Extracted entries:
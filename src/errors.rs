// Copyright (c) 2025 Soumyadip Sarkar.
// All rights reserved.
//
// This source code is licensed under the license found in the
// LICENSE file in the root directory of this source tree.

use crate::models::AccountRef;
use rust_decimal::Decimal;
use serde::Serialize;
use thiserror::Error;

/// Why a movement was not applied. Rejections are ordinary values; nothing is
/// mutated when one is returned.
#[derive(Debug, Clone, PartialEq, Eq, Error, Serialize)]
#[serde(tag = "reason", rename_all = "snake_case")]
pub enum Rejection {
    #[error("Invalid amount {amount}: must be positive with at most 2 decimal places")]
    InvalidAmount { amount: Decimal },
    #[error("Invalid fee: fees must be non-negative with at most 2 decimal places")]
    InvalidFee,
    #[error("Invalid commission {commission}: must be non-negative with at most 2 decimal places")]
    InvalidCommission { commission: Decimal },
    #[error("Movement needs a source or a destination account")]
    MissingAccounts,
    #[error("Source and destination are the same account ({account})")]
    SameAccount { account: AccountRef },
    #[error("Insufficient balance: available {available}, required {required}")]
    InsufficientBalance { available: Decimal, required: Decimal },
    #[error("Transaction limit exceeded: allowed {allowed}, requested {requested}")]
    TransactionLimitExceeded { allowed: Decimal, requested: Decimal },
    #[error("Daily limit exceeded: remaining {remaining}")]
    DailyLimitExceeded { remaining: Decimal },
    #[error("Monthly limit exceeded: remaining {remaining}")]
    MonthlyLimitExceeded { remaining: Decimal },
    #[error("Capacity exceeded: capacity {capacity}, balance would be {requested_balance}")]
    CapacityExceeded {
        capacity: Decimal,
        requested_balance: Decimal,
    },
    #[error("Amount out of range: {amount} cannot be applied without overflow")]
    AmountOutOfRange { amount: Decimal },
    #[error("Overpayment: card owes {owed}, payment of {offered} exceeds it")]
    Overpayment { owed: Decimal, offered: Decimal },
    #[error("Account {account} is inactive")]
    AccountInactive { account: AccountRef },
    #[error("Account {account} not found")]
    UnknownAccount { account: AccountRef },
}

#[derive(Debug, Clone, PartialEq, Eq, Error)]
pub enum LimitViolation {
    #[error("Transaction limit exceeded: allowed {allowed}, requested {requested}")]
    TransactionLimitExceeded { allowed: Decimal, requested: Decimal },
    #[error("Daily limit exceeded: remaining {remaining}")]
    DailyLimitExceeded { remaining: Decimal },
    #[error("Monthly limit exceeded: remaining {remaining}")]
    MonthlyLimitExceeded { remaining: Decimal },
}

impl From<LimitViolation> for Rejection {
    fn from(value: LimitViolation) -> Self {
        match value {
            LimitViolation::TransactionLimitExceeded { allowed, requested } => {
                Rejection::TransactionLimitExceeded { allowed, requested }
            }
            LimitViolation::DailyLimitExceeded { remaining } => {
                Rejection::DailyLimitExceeded { remaining }
            }
            LimitViolation::MonthlyLimitExceeded { remaining } => {
                Rejection::MonthlyLimitExceeded { remaining }
            }
        }
    }
}

/// Failures turning user text into engine types.
#[derive(Debug, Clone, PartialEq, Eq, Error)]
pub enum ParseError {
    #[error("Unknown account kind '{0}' (use bank|vault|ewallet|prepaid|credit)")]
    UnknownKind(String),
    #[error("Malformed account reference '{0}', expected KIND:ID")]
    MalformedRef(String),
    #[error("Unknown movement kind '{0}' (use deposit|withdrawal|payment|transfer)")]
    UnknownMovementKind(String),
    #[error("Invalid fee policy: {0}")]
    FeePolicy(String),
}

What is required:
Please give, as a single number with nothing added, the count of lines in the records that contain the word "AccountRef".

Task result:
4